A kawa to podstawa więc kawiarnie to standardowe miejsce spotkań, konsultacji i pracy w czasie oczekiwania na klientów.

Już od dłuższego czasu, umilam sobie te pobyty w galeriach, wizytami w sieci pijalni czekolady MOUNT BLANC

Pierwszy powód to to, że nie przepadam za globalnymi sieciówkami, a drugi - ręcznie wyrabiane praliny dodawane do każdego napoju w tej kawiarni. 



Karta Mount Blanc jest bardzo bogata ale ja mam mój ulubiony zestaw: espresso lungo z mleczkiem podawanym osobno oraz trzy słodkości: galaretka owocowa, pralinka oraz trufla  czekoladowa (smaki wybierane losowo lub ze wskazaniem ulubionych - ja w życiu lubię ryzyko więc zawsze wybieram opcję - niespodziankę).

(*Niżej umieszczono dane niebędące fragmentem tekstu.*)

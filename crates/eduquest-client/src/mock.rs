//! Mock learning API for testing.

use std::collections::HashMap;
use std::sync::atomic::{AtomicU32, Ordering};
use std::sync::Mutex;

use async_trait::async_trait;
use tokio_util::sync::CancellationToken;

use eduquest_core::error::ApiError;
use eduquest_core::model::{CourseDocument, Preferences, Question, UploadReceipt};
use eduquest_core::traits::{LearningApi, ScoreRequest, UploadRequest};

/// A mock learning API for exercising the wizard without a server.
///
/// Answers are matched on question substrings; open-ended scores on the
/// student answer. Any endpoint can be switched to fail.
pub struct MockLearningApi {
    /// Map of question substring → answer.
    answers: HashMap<String, String>,
    /// Answer when no question matches.
    default_answer: String,
    /// Map of student answer → score.
    scores: HashMap<String, f64>,
    default_score: f64,
    questions: Vec<Question>,
    document: CourseDocument,
    notes: String,
    failing: Mutex<Vec<&'static str>>,
    call_count: AtomicU32,
    calls: Mutex<Vec<String>>,
    last_upload: Mutex<Option<UploadRequest>>,
}

impl Default for MockLearningApi {
    fn default() -> Self {
        Self {
            answers: HashMap::new(),
            default_answer: "I could not find that in the material.".to_string(),
            scores: HashMap::new(),
            default_score: 0.0,
            questions: Vec::new(),
            document: CourseDocument::default(),
            notes: "Course notes".to_string(),
            failing: Mutex::new(Vec::new()),
            call_count: AtomicU32::new(0),
            calls: Mutex::new(Vec::new()),
            last_upload: Mutex::new(None),
        }
    }
}

impl MockLearningApi {
    pub fn new() -> Self {
        Self::default()
    }

    /// Answer questions containing `needle` with `answer`.
    pub fn with_answer(mut self, needle: &str, answer: &str) -> Self {
        self.answers.insert(needle.to_string(), answer.to_string());
        self
    }

    /// Score the open-ended answer `student_answer` with `score`.
    pub fn with_score(mut self, student_answer: &str, score: f64) -> Self {
        self.scores.insert(student_answer.to_string(), score);
        self
    }

    pub fn with_default_score(mut self, score: f64) -> Self {
        self.default_score = score;
        self
    }

    pub fn with_questions(mut self, questions: Vec<Question>) -> Self {
        self.questions = questions;
        self
    }

    pub fn with_document(mut self, content: &str) -> Self {
        self.document = CourseDocument {
            content: Some(content.to_string()),
            notes: None,
        };
        self
    }

    pub fn with_notes(mut self, notes: &str) -> Self {
        self.notes = notes.to_string();
        self
    }

    /// Make calls to `endpoint` (e.g. `"/qa"`) fail with HTTP 500.
    pub fn failing(self, endpoint: &'static str) -> Self {
        self.lock_failing().push(endpoint);
        self
    }

    /// Total number of calls made.
    pub fn call_count(&self) -> u32 {
        self.call_count.load(Ordering::Relaxed)
    }

    /// Endpoints called, in order.
    pub fn calls(&self) -> Vec<String> {
        self.calls.lock().unwrap_or_else(|e| e.into_inner()).clone()
    }

    pub fn last_upload(&self) -> Option<UploadRequest> {
        self.last_upload
            .lock()
            .unwrap_or_else(|e| e.into_inner())
            .clone()
    }

    fn lock_failing(&self) -> std::sync::MutexGuard<'_, Vec<&'static str>> {
        self.failing.lock().unwrap_or_else(|e| e.into_inner())
    }

    fn record(&self, endpoint: &'static str, cancel: &CancellationToken) -> Result<(), ApiError> {
        self.call_count.fetch_add(1, Ordering::Relaxed);
        self.calls
            .lock()
            .unwrap_or_else(|e| e.into_inner())
            .push(endpoint.to_string());
        if cancel.is_cancelled() {
            return Err(ApiError::Cancelled);
        }
        if self.lock_failing().contains(&endpoint) {
            return Err(ApiError::Http {
                status: 500,
                message: format!("mock failure for {endpoint}"),
            });
        }
        Ok(())
    }
}

#[async_trait]
impl LearningApi for MockLearningApi {
    fn base_url(&self) -> &str {
        "mock://eduquest"
    }

    async fn upload_document(
        &self,
        request: &UploadRequest,
        cancel: &CancellationToken,
    ) -> anyhow::Result<UploadReceipt> {
        self.record("/documents", cancel)?;
        *self.last_upload.lock().unwrap_or_else(|e| e.into_inner()) = Some(request.clone());
        Ok(UploadReceipt {
            notes: Some(self.notes.clone()),
            message: Some("Document processed successfully".into()),
            chunks_processed: Some(1),
            status: Some("completed".into()),
        })
    }

    async fn latest_document(&self, cancel: &CancellationToken) -> anyhow::Result<CourseDocument> {
        self.record("/documents/latest", cancel)?;
        if self.document.text().is_none() {
            return Err(ApiError::Http {
                status: 404,
                message: "No document found".into(),
            }
            .into());
        }
        Ok(self.document.clone())
    }

    async fn ask(&self, question: &str, cancel: &CancellationToken) -> anyhow::Result<String> {
        self.record("/qa", cancel)?;
        Ok(self
            .answers
            .iter()
            .find(|(needle, _)| question.contains(needle.as_str()))
            .map(|(_, answer)| answer.clone())
            .unwrap_or_else(|| self.default_answer.clone()))
    }

    async fn generate_notes(
        &self,
        _preferences: &Preferences,
        cancel: &CancellationToken,
    ) -> anyhow::Result<String> {
        self.record("/generate-notes", cancel)?;
        Ok(self.notes.clone())
    }

    async fn generate_assessment(
        &self,
        _preferences: &Preferences,
        cancel: &CancellationToken,
    ) -> anyhow::Result<Vec<Question>> {
        self.record("/generate-assessment", cancel)?;
        Ok(self.questions.clone())
    }

    async fn score_answer(
        &self,
        request: &ScoreRequest,
        cancel: &CancellationToken,
    ) -> anyhow::Result<f64> {
        self.record("/score-answer", cancel)?;
        Ok(self
            .scores
            .get(&request.student_answer)
            .copied()
            .unwrap_or(self.default_score))
    }
}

Ważne jest dla mnie to, że bez względu na to czyli jestem w Katowicach, Ustroniu, Krakowie, Cieszynie czy Bielsku (póki co Warszawa nie doczekała swojej lokalizacji) otrzymam identyczny zestaw bo jest bardzo wygodne.

Mount Blanc to również pomysł na prezent idealny z każdej okazji dla bardzo dużej grupy docelowej - bo kto znasz nie lubi słodyczy, prawda?